Molecular-phylogenetically, Tomentella minispora is placed in a terminal clade, forming a sister species to T. fuscocinera (Pers.) Donk (sequence accession number AF272942) with a strong bootstrap support of 89. Both species form a sister clade of a still unidentified Tomentella species from Benin (bootstrap support of 70). The recently described new species T. amyloapiculata (sequence accession number EF507262) forms a sister species to all three.
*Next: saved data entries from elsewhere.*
// crates/smokecheck-db/src/probe.rs
// ============================================================================
// Module: SQLite Probe
// Description: Single-connection probe over the users/documents schema.
// Purpose: Back the database check suite with deterministic queries.
// Dependencies: rusqlite, sha2, subtle, rand, serde, thiserror
// ============================================================================

//! ## Overview
//! One connection is opened per run and released when the probe is dropped,
//! regardless of individual check outcomes. Authentication recomputes the
//! stored salted digest and compares it in constant time; the caller gets a
//! structured grant/denial outcome, never a panic and never a stringly
//! reason to sniff.

// ============================================================================
// SECTION: Imports
// ============================================================================

use std::path::Path;
use std::time::Duration;

use rand::RngCore;
use rusqlite::Connection;
use rusqlite::OptionalExtension;
use rusqlite::params;
use serde::Serialize;
use sha2::Digest;
use sha2::Sha256;
use subtle::ConstantTimeEq;
use thiserror::Error;

// ============================================================================
// SECTION: Constants
// ============================================================================

/// Busy timeout applied to the probe connection.
const BUSY_TIMEOUT: Duration = Duration::from_millis(5_000);
/// Password salt length in bytes.
const SALT_LENGTH: usize = 16;

// ============================================================================
// SECTION: Errors
// ============================================================================

/// Database probe errors.
///
/// # Invariants
/// - Error messages never embed password material.
#[derive(Debug, Error)]
pub enum DbError {
    /// The database file could not be opened.
    #[error("database open error: {0}")]
    Open(String),
    /// A query or statement failed.
    #[error("database query error: {0}")]
    Query(String),
    /// A user with the requested username already exists.
    #[error("duplicate user: {0}")]
    DuplicateUser(String),
}

/// Structured authentication denial reason.
#[derive(Debug, Clone, Copy, PartialEq, Eq)]
pub enum AuthDenied {
    /// No user exists with the given username.
    UnknownUser,
    /// The user exists but the password digest did not match.
    WrongPassword,
}

impl AuthDenied {
    /// Returns the canonical denial reason label.
    #[must_use]
    pub const fn reason(self) -> &'static str {
        match self {
            Self::UnknownUser => "unknown user",
            Self::WrongPassword => "wrong password",
        }
    }
}

/// Outcome of a password authentication attempt.
#[derive(Debug, Clone, PartialEq, Eq)]
pub enum AuthOutcome {
    /// Credentials matched; the authenticated user row.
    Granted(UserRow),
    /// Credentials rejected with a structured reason.
    Denied(AuthDenied),
}

// ============================================================================
// SECTION: Rows
// ============================================================================

/// One row of the `users` table, without password material.
#[derive(Debug, Clone, PartialEq, Eq, Serialize)]
pub struct UserRow {
    /// User identifier.
    pub id: i64,
    /// Unique username.
    pub username: String,
    /// Email address.
    pub email: String,
    /// Role label.
    pub role: String,
}

/// One row of the `documents` table.
#[derive(Debug, Clone, PartialEq, Eq, Serialize)]
pub struct DocumentRow {
    /// Document identifier.
    pub id: i64,
    /// Stored filename.
    pub filename: String,
    /// Identifier of the uploading user.
    pub uploader_id: i64,
}

/// Inputs for creating a smoke-test user.
#[derive(Debug, Clone)]
pub struct NewUser {
    /// Unique username.
    pub username: String,
    /// Email address.
    pub email: String,
    /// Plaintext password to salt and digest.
    pub password: String,
    /// Role label.
    pub role: String,
}

// ============================================================================
// SECTION: Probe
// ============================================================================

/// Single-connection `SQLite` probe.
///
/// # Invariants
/// - The connection is opened once and released on drop.
/// - All statements are bounded; no query interpolates caller input.
#[derive(Debug)]
pub struct DbProbe {
    /// The probe connection.
    conn: Connection,
}

impl DbProbe {
    /// Opens the database file, creating it when absent, and bootstraps the
    /// expected schema.
    ///
    /// # Errors
    ///
    /// Returns [`DbError`] when the file cannot be opened or the schema
    /// cannot be created.
    pub fn open(path: &Path) -> Result<Self, DbError> {
        let conn = Connection::open(path).map_err(|err| DbError::Open(err.to_string()))?;
        conn.busy_timeout(BUSY_TIMEOUT).map_err(|err| DbError::Open(err.to_string()))?;
        conn.pragma_update(None, "foreign_keys", "on")
            .map_err(|err| DbError::Open(err.to_string()))?;
        let probe = Self {
            conn,
        };
        probe.ensure_schema()?;
        Ok(probe)
    }

    /// Creates the `users` and `documents` tables when they do not exist.
    ///
    /// # Errors
    ///
    /// Returns [`DbError`] when DDL execution fails.
    pub fn ensure_schema(&self) -> Result<(), DbError> {
        self.conn
            .execute_batch(
                "CREATE TABLE IF NOT EXISTS users (
                    id INTEGER PRIMARY KEY AUTOINCREMENT,
                    username TEXT NOT NULL UNIQUE,
                    email TEXT NOT NULL,
                    role TEXT NOT NULL,
                    password_salt BLOB NOT NULL,
                    password_digest BLOB NOT NULL
                );
                CREATE TABLE IF NOT EXISTS documents (
                    id INTEGER PRIMARY KEY AUTOINCREMENT,
                    filename TEXT NOT NULL,
                    uploader_id INTEGER NOT NULL REFERENCES users(id)
                );",
            )
            .map_err(|err| DbError::Query(err.to_string()))
    }

    /// Lists table names in deterministic order.
    ///
    /// # Errors
    ///
    /// Returns [`DbError`] when the catalog query fails.
    pub fn table_names(&self) -> Result<Vec<String>, DbError> {
        let mut stmt = self
            .conn
            .prepare(
                "SELECT name FROM sqlite_master
                 WHERE type = 'table' AND name NOT LIKE 'sqlite_%'
                 ORDER BY name",
            )
            .map_err(|err| DbError::Query(err.to_string()))?;
        let rows = stmt
            .query_map([], |row| row.get::<_, String>(0))
            .map_err(|err| DbError::Query(err.to_string()))?;
        rows.collect::<Result<Vec<String>, _>>().map_err(|err| DbError::Query(err.to_string()))
    }

    /// Returns all users ordered by id, without password material.
    ///
    /// # Errors
    ///
    /// Returns [`DbError`] when the query fails.
    pub fn users(&self) -> Result<Vec<UserRow>, DbError> {
        let mut stmt = self
            .conn
            .prepare("SELECT id, username, email, role FROM users ORDER BY id")
            .map_err(|err| DbError::Query(err.to_string()))?;
        let rows = stmt
            .query_map([], |row| {
                Ok(UserRow {
                    id: row.get(0)?,
                    username: row.get(1)?,
                    email: row.get(2)?,
                    role: row.get(3)?,
                })
            })
            .map_err(|err| DbError::Query(err.to_string()))?;
        rows.collect::<Result<Vec<UserRow>, _>>().map_err(|err| DbError::Query(err.to_string()))
    }

    /// Returns all documents ordered by id.
    ///
    /// # Errors
    ///
    /// Returns [`DbError`] when the query fails.
    pub fn documents(&self) -> Result<Vec<DocumentRow>, DbError> {
        let mut stmt = self
            .conn
            .prepare("SELECT id, filename, uploader_id FROM documents ORDER BY id")
            .map_err(|err| DbError::Query(err.to_string()))?;
        let rows = stmt
            .query_map([], |row| {
                Ok(DocumentRow {
                    id: row.get(0)?,
                    filename: row.get(1)?,
                    uploader_id: row.get(2)?,
                })
            })
            .map_err(|err| DbError::Query(err.to_string()))?;
        rows.collect::<Result<Vec<DocumentRow>, _>>()
            .map_err(|err| DbError::Query(err.to_string()))
    }

    /// Finds a user by username.
    ///
    /// # Errors
    ///
    /// Returns [`DbError`] when the query fails.
    pub fn find_user(&self, username: &str) -> Result<Option<UserRow>, DbError> {
        self.conn
            .query_row(
                "SELECT id, username, email, role FROM users WHERE username = ?1",
                params![username],
                |row| {
                    Ok(UserRow {
                        id: row.get(0)?,
                        username: row.get(1)?,
                        email: row.get(2)?,
                        role: row.get(3)?,
                    })
                },
            )
            .optional()
            .map_err(|err| DbError::Query(err.to_string()))
    }

    /// Deletes a user by username, returning true when a row was removed.
    ///
    /// # Errors
    ///
    /// Returns [`DbError`] when the statement fails.
    pub fn delete_user(&self, username: &str) -> Result<bool, DbError> {
        let affected = self
            .conn
            .execute("DELETE FROM users WHERE username = ?1", params![username])
            .map_err(|err| DbError::Query(err.to_string()))?;
        Ok(affected > 0)
    }

    /// Inserts a document row, returning its identifier.
    ///
    /// # Errors
    ///
    /// Returns [`DbError`] when the statement fails.
    pub fn insert_document(&self, filename: &str, uploader_id: i64) -> Result<i64, DbError> {
        self.conn
            .execute(
                "INSERT INTO documents (filename, uploader_id) VALUES (?1, ?2)",
                params![filename, uploader_id],
            )
            .map_err(|err| DbError::Query(err.to_string()))?;
        Ok(self.conn.last_insert_rowid())
    }

    /// Creates a user with a freshly salted password digest.
    ///
    /// # Errors
    ///
    /// Returns [`DbError::DuplicateUser`] when the username is taken, or
    /// [`DbError`] when the insert fails.
    pub fn create_user(&self, user: &NewUser) -> Result<UserRow, DbError> {
        if self.find_user(&user.username)?.is_some() {
            return Err(DbError::DuplicateUser(user.username.clone()));
        }
        let mut salt = [0_u8; SALT_LENGTH];
        rand::thread_rng().fill_bytes(&mut salt);
        let digest = password_digest(&salt, &user.password);
        self.conn
            .execute(
                "INSERT INTO users (username, email, role, password_salt, password_digest)
                 VALUES (?1, ?2, ?3, ?4, ?5)",
                params![user.username, user.email, user.role, salt.as_slice(), digest.as_slice()],
            )
            .map_err(|err| DbError::Query(err.to_string()))?;
        Ok(UserRow {
            id: self.conn.last_insert_rowid(),
            username: user.username.clone(),
            email: user.email.clone(),
            role: user.role.clone(),
        })
    }

    /// Authenticates a username/password pair.
    ///
    /// The stored digest is recomputed from the stored salt and compared in
    /// constant time. Denials are structured outcomes, not errors.
    ///
    /// # Errors
    ///
    /// Returns [`DbError`] when the lookup query fails.
    pub fn authenticate(&self, username: &str, password: &str) -> Result<AuthOutcome, DbError> {
        let record = self
            .conn
            .query_row(
                "SELECT id, username, email, role, password_salt, password_digest
                 FROM users WHERE username = ?1",
                params![username],
                |row| {
                    Ok((
                        UserRow {
                            id: row.get(0)?,
                            username: row.get(1)?,
                            email: row.get(2)?,
                            role: row.get(3)?,
                        },
                        row.get::<_, Vec<u8>>(4)?,
                        row.get::<_, Vec<u8>>(5)?,
                    ))
                },
            )
            .optional()
            .map_err(|err| DbError::Query(err.to_string()))?;
        let Some((user, salt, stored)) = record else {
            return Ok(AuthOutcome::Denied(AuthDenied::UnknownUser));
        };
        let computed = password_digest(&salt, password);
        if bool::from(computed.as_slice().ct_eq(stored.as_slice())) {
            Ok(AuthOutcome::Granted(user))
        } else {
            Ok(AuthOutcome::Denied(AuthDenied::WrongPassword))
        }
    }
}

// ============================================================================
// SECTION: Helpers
// ============================================================================

/// Computes the salted SHA-256 password digest.
fn password_digest(salt: &[u8], password: &str) -> Vec<u8> {
    let mut hasher = Sha256::new();
    hasher.update(salt);
    hasher.update(password.as_bytes());
    hasher.finalize().to_vec()
}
The clade composed of the four species (T. minispora, T. fuscocinerea, T. amyloapiculata and Tomentella sp.) is moderately supported by a bootstrap value of 73.

As far as Tomentella baroensis is concerned, it forms a sister species of the group composed of T. pisoniae Suvi & Kõljalg (accession number FM244908) and T. hjortstamiana Suvi & Kõljalg (accession number AM412303) with a strong bootstrap support of 86. A sister of this group (T. pisoniae, T. hjortstamiana and T. baroensis) is Tomentella ellisii (accession AF272913 and UDB003326). T. guinkoii Yorou (accession number JF520430, newly described from Burkina Faso) represents again a sister species of the group comprising the aforementioned species. This internal clade is supported by a very strong bootstrap value of 96.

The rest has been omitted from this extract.